Each line below with the string "push" should be copied.

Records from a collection
_____
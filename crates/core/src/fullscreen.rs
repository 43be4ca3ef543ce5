//! Fullscreen state for the embedded play surface.
//!
//! The machine has two states. Transitions come either from the local toggle
//! or from platform notifications (for example the platform's own exit
//! gesture); notifications are authoritative.

use thiserror::Error;
use tracing::{debug, error, info, warn};

/// Visual state of the play surface.
#[derive(Debug, Clone, Copy, PartialEq, Eq, Default)]
pub enum FullscreenState {
    /// Normal layout with header and details panel.
    #[default]
    Normal,
    /// Play surface fills the screen.
    Fullscreen,
}

/// Screen orientation requested while fullscreen.
#[derive(Debug, Clone, Copy, PartialEq, Eq)]
pub enum Orientation {
    /// Taller than wide.
    Portrait,
}

/// Rejection from the display platform.
#[derive(Debug, Error, Clone, PartialEq, Eq)]
pub enum DisplayError {
    /// The platform has no such capability.
    #[error("{0} is not supported on this platform")]
    Unsupported(&'static str),
    /// The platform refused the request.
    #[error("request rejected: {0}")]
    Rejected(String),
}

/// Notification from the platform that fullscreen state changed.
#[derive(Debug, Clone, Copy, PartialEq, Eq)]
pub struct FullscreenChange {
    /// Whether the platform is now fullscreen.
    pub fullscreen: bool,
}

/// Display capabilities consumed by the player view.
pub trait DisplayCapability {
    /// Ask the platform to go fullscreen.
    fn request_fullscreen(&mut self) -> Result<(), DisplayError>;
    /// Ask the platform to leave fullscreen.
    fn exit_fullscreen(&mut self) -> Result<(), DisplayError>;
    /// Lock the screen orientation.
    fn lock_orientation(&mut self, orientation: Orientation) -> Result<(), DisplayError>;
    /// Release an orientation lock.
    fn unlock_orientation(&mut self) -> Result<(), DisplayError>;
}

/// Result of a fire-and-forget platform call.
#[derive(Debug, Clone, PartialEq, Eq)]
pub enum BestEffort {
    /// The platform accepted the call.
    Done,
    /// The platform rejected the call; the rejection was logged and dropped.
    Ignored(String),
}

impl BestEffort {
    /// Fold a platform result into an outcome, logging any rejection.
    pub fn from_result(operation: &str, result: Result<(), DisplayError>) -> Self {
        match result {
            Ok(()) => BestEffort::Done,
            Err(err) => {
                info!(operation, %err, "Ignoring display rejection");
                BestEffort::Ignored(err.to_string())
            }
        }
    }

    /// Whether the call went through.
    pub fn is_done(&self) -> bool {
        matches!(self, BestEffort::Done)
    }
}

/// Fullscreen state machine for one player view.
#[derive(Debug, Clone, Default)]
pub struct FullscreenMachine {
    state: FullscreenState,
    last_orientation: Option<BestEffort>,
}

impl FullscreenMachine {
    /// Start in the normal state.
    pub fn new() -> Self {
        Self::default()
    }

    /// Current state.
    pub fn state(&self) -> FullscreenState {
        self.state
    }

    /// Whether the surface is fullscreen.
    pub fn is_fullscreen(&self) -> bool {
        self.state == FullscreenState::Fullscreen
    }

    /// Outcome of the most recent orientation lock or unlock.
    pub fn last_orientation(&self) -> Option<&BestEffort> {
        self.last_orientation.as_ref()
    }

    /// Flip the state, issuing the platform requests for the new state.
    ///
    /// Platform failures never block the visual transition.
    pub fn toggle(&mut self, display: &mut dyn DisplayCapability) -> FullscreenState {
        match self.state {
            FullscreenState::Normal => self.enter(display),
            FullscreenState::Fullscreen => self.exit(display),
        }
        self.state
    }

    fn enter(&mut self, display: &mut dyn DisplayCapability) {
        if let Err(err) = display.request_fullscreen() {
            error!(%err, "Error attempting to enable full-screen mode");
        }
        self.last_orientation = Some(BestEffort::from_result(
            "lock_orientation",
            display.lock_orientation(Orientation::Portrait),
        ));
        self.state = FullscreenState::Fullscreen;
        debug!("Entered fullscreen");
    }

    fn exit(&mut self, display: &mut dyn DisplayCapability) {
        self.last_orientation = Some(BestEffort::from_result(
            "unlock_orientation",
            display.unlock_orientation(),
        ));
        if let Err(err) = display.exit_fullscreen() {
            warn!(%err, "Error leaving full-screen mode");
        }
        self.state = FullscreenState::Normal;
        debug!("Left fullscreen");
    }

    /// Reconcile with a platform notification. Returns `true` if the state moved.
    pub fn on_platform_change(&mut self, change: FullscreenChange) -> bool {
        let next = if change.fullscreen {
            FullscreenState::Fullscreen
        } else {
            FullscreenState::Normal
        };
        if next == self.state {
            return false;
        }
        debug!(?next, "Fullscreen changed by platform");
        self.state = next;
        true
    }
}

#[cfg(test)]
pub(crate) mod tests {
    use super::*;

    /// Records calls and can be told to reject some of them.
    #[derive(Debug, Default)]
    pub(crate) struct ScriptedDisplay {
        pub fullscreen: bool,
        pub locked: bool,
        pub reject_fullscreen: bool,
        pub orientation_supported: bool,
        pub calls: Vec<&'static str>,
    }

    impl DisplayCapability for ScriptedDisplay {
        fn request_fullscreen(&mut self) -> Result<(), DisplayError> {
            self.calls.push("request_fullscreen");
            if self.reject_fullscreen {
                return Err(DisplayError::Rejected("not allowed".to_string()));
            }
            self.fullscreen = true;
            Ok(())
        }

        fn exit_fullscreen(&mut self) -> Result<(), DisplayError> {
            self.calls.push("exit_fullscreen");
            self.fullscreen = false;
            Ok(())
        }

        fn lock_orientation(&mut self, _orientation: Orientation) -> Result<(), DisplayError> {
            self.calls.push("lock_orientation");
            if !self.orientation_supported {
                return Err(DisplayError::Unsupported("orientation lock"));
            }
            self.locked = true;
            Ok(())
        }

        fn unlock_orientation(&mut self) -> Result<(), DisplayError> {
            self.calls.push("unlock_orientation");
            if !self.orientation_supported {
                return Err(DisplayError::Unsupported("orientation unlock"));
            }
            self.locked = false;
            Ok(())
        }
    }

    #[test]
    fn toggling_twice_returns_to_normal() {
        let mut display = ScriptedDisplay {
            orientation_supported: true,
            ..Default::default()
        };
        let mut machine = FullscreenMachine::new();

        assert_eq!(machine.toggle(&mut display), FullscreenState::Fullscreen);
        assert!(display.fullscreen && display.locked);
        assert_eq!(machine.last_orientation(), Some(&BestEffort::Done));

        assert_eq!(machine.toggle(&mut display), FullscreenState::Normal);
        assert!(!display.fullscreen && !display.locked);
        assert_eq!(
            display.calls,
            [
                "request_fullscreen",
                "lock_orientation",
                "unlock_orientation",
                "exit_fullscreen"
            ]
        );
    }

    #[test]
    fn orientation_rejection_is_ignored() {
        let mut display = ScriptedDisplay::default();
        let mut machine = FullscreenMachine::new();

        assert_eq!(machine.toggle(&mut display), FullscreenState::Fullscreen);
        assert!(matches!(
            machine.last_orientation(),
            Some(BestEffort::Ignored(_))
        ));
    }

    #[test]
    fn fullscreen_rejection_still_changes_visual_state() {
        let mut display = ScriptedDisplay {
            reject_fullscreen: true,
            ..Default::default()
        };
        let mut machine = FullscreenMachine::new();
        assert_eq!(machine.toggle(&mut display), FullscreenState::Fullscreen);
        assert!(!display.fullscreen);
        assert_eq!(machine.toggle(&mut display), FullscreenState::Normal);
    }

    #[test]
    fn platform_exit_is_authoritative() {
        let mut display = ScriptedDisplay::default();
        let mut machine = FullscreenMachine::new();
        machine.toggle(&mut display);

        assert!(machine.on_platform_change(FullscreenChange { fullscreen: false }));
        assert_eq!(machine.state(), FullscreenState::Normal);
        assert!(!machine.on_platform_change(FullscreenChange { fullscreen: false }));

        // next toggle enters again rather than exiting
        assert_eq!(machine.toggle(&mut display), FullscreenState::Fullscreen);
    }

    #[test]
    fn platform_can_enter_without_local_toggle() {
        let mut machine = FullscreenMachine::new();
        assert!(machine.on_platform_change(FullscreenChange { fullscreen: true }));
        assert!(machine.is_fullscreen());
    }
}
_____
• **Expected answer**:
            self.calls.push("request_fullscreen");
            self.calls.push("exit_fullscreen");
            self.calls.push("lock_orientation");
            self.calls.push("unlock_orientation");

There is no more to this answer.